Let us take the atom. Are atoms real or genuine? Originally they were purely speculative affairs. It did not seem to be conceivable that matter could be subdivided and subdivided again, and so on forever. There must be, so it seemed, some stopping-place, something so small that it could be no further divided — an atom forsooth. Were such atoms genuine? No, they were the product of the inability of the mind to grasp the notion of an infinitude of subdivisions. There was no proof that they actually ‘existed.’

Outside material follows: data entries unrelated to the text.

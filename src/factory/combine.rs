use std::sync::Arc;

use tracing::debug;

use crate::pattern::{
    eq_ignore_case, NameMap, PatternErrorKind, PrecedenceScorer, RoutePattern, RoutePatternError,
    SegmentDigits,
};

const DEFAULTS: &str = "defaults";
const REQUIRED_VALUES: &str = "required values";
const PARAMETER_POLICIES: &str = "parameter policies";

/// Append `right` to `left`.
///
/// The raw text is `left` and `right` joined by exactly one `/`. Segments are
/// concatenated and the defaults, required values and policies maps merged;
/// a key present on both sides must carry equal values. With no `left`,
/// `right` is returned unchanged.
///
/// # Errors
///
/// Fails when a parameter name appears on both sides or when a map entry
/// conflicts. The error carries the combined raw text.
///
/// The combined pattern is scored with [`SegmentDigits`]; use
/// [`combine_with`] to keep a custom [`PrecedenceScorer`].
pub fn combine(
    left: Option<&RoutePattern>,
    right: &RoutePattern,
) -> Result<RoutePattern, RoutePatternError> {
    combine_with(left, right, &SegmentDigits)
}

/// [`combine`] with an explicit precedence scorer for the combined pattern.
pub fn combine_with(
    left: Option<&RoutePattern>,
    right: &RoutePattern,
    scorer: &dyn PrecedenceScorer,
) -> Result<RoutePattern, RoutePatternError> {
    let Some(left) = left else {
        return Ok(right.clone());
    };

    let raw_text = format!(
        "{}/{}",
        left.raw_text().unwrap_or("").trim_end_matches('/'),
        right.raw_text().unwrap_or("").trim_start_matches('/'),
    );
    let fail = |kind: PatternErrorKind| {
        debug!(left = ?left.raw_text(), right = ?right.raw_text(), error = %kind, "patterns not combined");
        RoutePatternError::new(raw_text.as_str(), kind)
    };

    for parameter in right.parameters() {
        if left
            .parameters()
            .any(|existing| eq_ignore_case(&existing.name, &parameter.name))
        {
            return Err(fail(PatternErrorKind::RepeatedParameter(
                parameter.name.to_string(),
            )));
        }
    }

    let segments: Arc<[_]> = left
        .segments()
        .iter()
        .chain(right.segments())
        .cloned()
        .collect();
    let defaults = merge(left.defaults(), right.defaults(), DEFAULTS).map_err(&fail)?;
    let required_values =
        merge(left.required_values(), right.required_values(), REQUIRED_VALUES).map_err(&fail)?;
    let policies = merge(left.policies(), right.policies(), PARAMETER_POLICIES).map_err(&fail)?;

    Ok(RoutePattern::from_parts(
        Some(Arc::from(raw_text.as_str())),
        segments,
        defaults,
        policies,
        required_values,
        scorer,
    ))
}

fn merge<V: Clone + PartialEq>(
    left: &NameMap<V>,
    right: &NameMap<V>,
    dictionary: &'static str,
) -> Result<NameMap<V>, PatternErrorKind> {
    let mut merged = left.clone();
    for (key, value) in right.iter() {
        match merged.get(key) {
            Some(existing) if existing != value => {
                return Err(PatternErrorKind::ConflictingEntry {
                    dictionary,
                    key: key.to_string(),
                });
            }
            Some(_) => {}
            None => {
                merged.insert(key, value.clone());
            }
        }
    }
    Ok(merged)
}
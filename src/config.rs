//! # Configuration Module
//!
//! Runtime settings read from the environment and route definition files
//! consumed by the `routepat` CLI.
//!
//! ## Environment Variables
//!
//! ### `ROUTEPAT_LOG`
//!
//! Log filter used when `RUST_LOG` is not set, e.g. `info` or
//! `routepat=trace`. Default: `info`.
//!
//! ### `ROUTEPAT_LOG_FORMAT`
//!
//! `pretty` (default) or `json`. Logs go to stderr; command output goes to
//! stdout.
//!
//! ### `ROUTEPAT_SLOW_MATCH_US`
//!
//! Matches taking longer than this many microseconds are logged as warnings.
//! Accepts decimal (`1000`) or hexadecimal (`0x3e8`). Default: `1000`.
//!
//! ## Route Files
//!
//! YAML (`.yaml`/`.yml`), TOML (`.toml`) or JSON (anything else):
//!
//! ```yaml
//! routes:
//!   - name: default
//!     template: "{controller=Home}/{action=Index}/{id?}"
//!     constraints:
//!       id: ["int"]
//!   - name: admin
//!     template: "Admin/{controller}/{action}"
//!     defaults:
//!       area: Admin
//!     required_values:
//!       area: Admin
//!       controller: "*any*"
//! ```
//!
//! A required value of `null` is an explicit null and `"*any*"` is
//! [`RequiredValue::Any`].

use std::collections::BTreeMap;
use std::env;
use std::path::Path;
use std::time::Duration;

use anyhow::Context;
use serde::{Deserialize, Serialize};

use crate::parser::parse_with;
use crate::pattern::{
    NameMap, PolicyReference, RequiredValue, RequiredValues, RoutePattern, RoutePatternError,
};

const DEFAULT_LOG_FILTER: &str = "info";
const DEFAULT_SLOW_MATCH_US: u64 = 1000;

/// Log format: pretty for terminals, JSON for log collectors
#[derive(Debug, Clone, Copy, Default, PartialEq, Eq)]
pub enum LogFormat {
    #[default]
    Pretty,
    Json,
}

impl LogFormat {
    pub fn parse(s: &str) -> Self {
        match s.trim().to_lowercase().as_str() {
            "json" => LogFormat::Json,
            _ => LogFormat::Pretty,
        }
    }
}

/// Runtime configuration loaded from environment variables.
#[derive(Debug, Clone, PartialEq, Eq)]
pub struct RuntimeConfig {
    /// Fallback log filter (default: `info`)
    pub log_filter: String,
    pub log_format: LogFormat,
    /// Threshold above which a match is reported as slow (default: 1 ms)
    pub slow_match: Duration,
}

impl Default for RuntimeConfig {
    fn default() -> Self {
        Self {
            log_filter: DEFAULT_LOG_FILTER.to_string(),
            log_format: LogFormat::default(),
            slow_match: Duration::from_micros(DEFAULT_SLOW_MATCH_US),
        }
    }
}

impl RuntimeConfig {
    /// Load configuration from environment variables.
    #[must_use]
    pub fn from_env() -> Self {
        Self::from_lookup(|key| env::var(key).ok())
    }

    /// Load configuration through an arbitrary variable lookup.
    pub fn from_lookup(lookup: impl Fn(&str) -> Option<String>) -> Self {
        let log_filter = lookup("ROUTEPAT_LOG")
            .filter(|v| !v.trim().is_empty())
            .unwrap_or_else(|| DEFAULT_LOG_FILTER.to_string());
        let log_format = lookup("ROUTEPAT_LOG_FORMAT")
            .map(|v| LogFormat::parse(&v))
            .unwrap_or_default();
        let slow_match_us = lookup("ROUTEPAT_SLOW_MATCH_US")
            .and_then(|v| parse_number(&v))
            .unwrap_or(DEFAULT_SLOW_MATCH_US);
        RuntimeConfig {
            log_filter,
            log_format,
            slow_match: Duration::from_micros(slow_match_us),
        }
    }
}

fn parse_number(value: &str) -> Option<u64> {
    let value = value.trim();
    match value.strip_prefix("0x").or_else(|| value.strip_prefix("0X")) {
        Some(hex) => u64::from_str_radix(hex, 16).ok(),
        None => value.parse().ok(),
    }
}

/// Top level of a route definition file.
#[derive(Debug, Clone, Default, PartialEq, Eq, Serialize, Deserialize)]
pub struct RouteFile {
    #[serde(default)]
    pub routes: Vec<RouteDefinition>,
}

/// One route template with its out-of-line settings.
#[derive(Debug, Clone, PartialEq, Eq, Serialize, Deserialize)]
pub struct RouteDefinition {
    #[serde(default, skip_serializing_if = "Option::is_none")]
    pub name: Option<String>,
    pub template: String,
    #[serde(default, skip_serializing_if = "BTreeMap::is_empty")]
    pub defaults: BTreeMap<String, String>,
    /// Constraint texts per parameter, e.g. `id: ["int", "min(1)"]`
    #[serde(default, skip_serializing_if = "BTreeMap::is_empty")]
    pub constraints: BTreeMap<String, Vec<String>>,
    #[serde(default, skip_serializing_if = "BTreeMap::is_empty")]
    pub required_values: BTreeMap<String, Option<String>>,
}

impl RouteDefinition {
    /// Label used in logs and reports: the name, else the template.
    #[must_use]
    pub fn label(&self) -> &str {
        self.name.as_deref().unwrap_or(&self.template)
    }

    /// Parse the template and merge the out-of-line settings into it.
    ///
    /// # Errors
    ///
    /// Returns the parse or validation error for the template.
    pub fn to_pattern(&self) -> Result<RoutePattern, RoutePatternError> {
        let defaults: NameMap<String> = self
            .defaults
            .iter()
            .map(|(k, v)| (k.as_str(), v.clone()))
            .collect();
        let policies: NameMap<Vec<PolicyReference>> = self
            .constraints
            .iter()
            .map(|(k, list)| {
                (
                    k.as_str(),
                    list.iter().map(|c| PolicyReference::text(c.as_str())).collect(),
                )
            })
            .collect();
        let required: RequiredValues = self
            .required_values
            .iter()
            .map(|(k, v)| (k.as_str(), required_value_from(v.as_deref())))
            .collect();
        parse_with(&self.template, defaults, policies, required)
    }
}

/// Map file and command-line text to a [`RequiredValue`].
#[must_use]
pub fn required_value_from(text: Option<&str>) -> RequiredValue {
    match text {
        None => RequiredValue::Null,
        Some(RequiredValue::ANY_TEXT) => RequiredValue::Any,
        Some(value) => RequiredValue::value(value),
    }
}

/// Load a route file, choosing the format by extension.
///
/// # Errors
///
/// Fails when the file cannot be read or does not deserialize.
pub fn load_routes(path: impl AsRef<Path>) -> anyhow::Result<RouteFile> {
    let path = path.as_ref();
    let content = std::fs::read_to_string(path)
        .with_context(|| format!("failed to read route file {}", path.display()))?;
    let extension = path
        .extension()
        .and_then(|e| e.to_str())
        .map(str::to_ascii_lowercase);
    let file: RouteFile = match extension.as_deref() {
        Some("yaml" | "yml") => serde_yaml::from_str(&content)?,
        Some("toml") => toml::from_str(&content)?,
        _ => serde_json::from_str(&content)?,
    };
    Ok(file)
}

Ever so much later the chemical law of multiple proportions was discovered. This law was an observed relationship. It showed that in entering into chemical combination the amounts of the elementary substances either remained constant or bore simple proportional relationships to one another. For instance, a given amount of hydrogen will combine with a given amount of oxygen to yield water, and for water the proportion of hydrogen to oxygen is fixed immutably. It is possible, however, to cause exactly twice as much oxygen to combine with the same amount of hydrogen to make hydrogen peroxide, and for hydrogen peroxide the proportions are also immutable. One cannot, with the same amount of hydrogen, get one and one-half or any fractional proportion of oxygen to combine. This law is a matter of observation and cannot be challenged within the limits of the exactness with which it was observed. It happens, however, to be a law which would hold if the chemical elements were divided into atoms which were themselves indivisible in entering into combinations, and thus the law of multiple proportions came to support the atomic hypothesis. We now say water is H2O and hydrogen peroxide H2O2. With two parts of hydrogen we can combine one part or two parts of oxygen because the atoms combine thus to make a molecule. We cannot have one and onehalf parts of oxygen to the two of hydrogen because we cannot have one and one-half atoms of oxygen. The atoms for these purposes are indivisible.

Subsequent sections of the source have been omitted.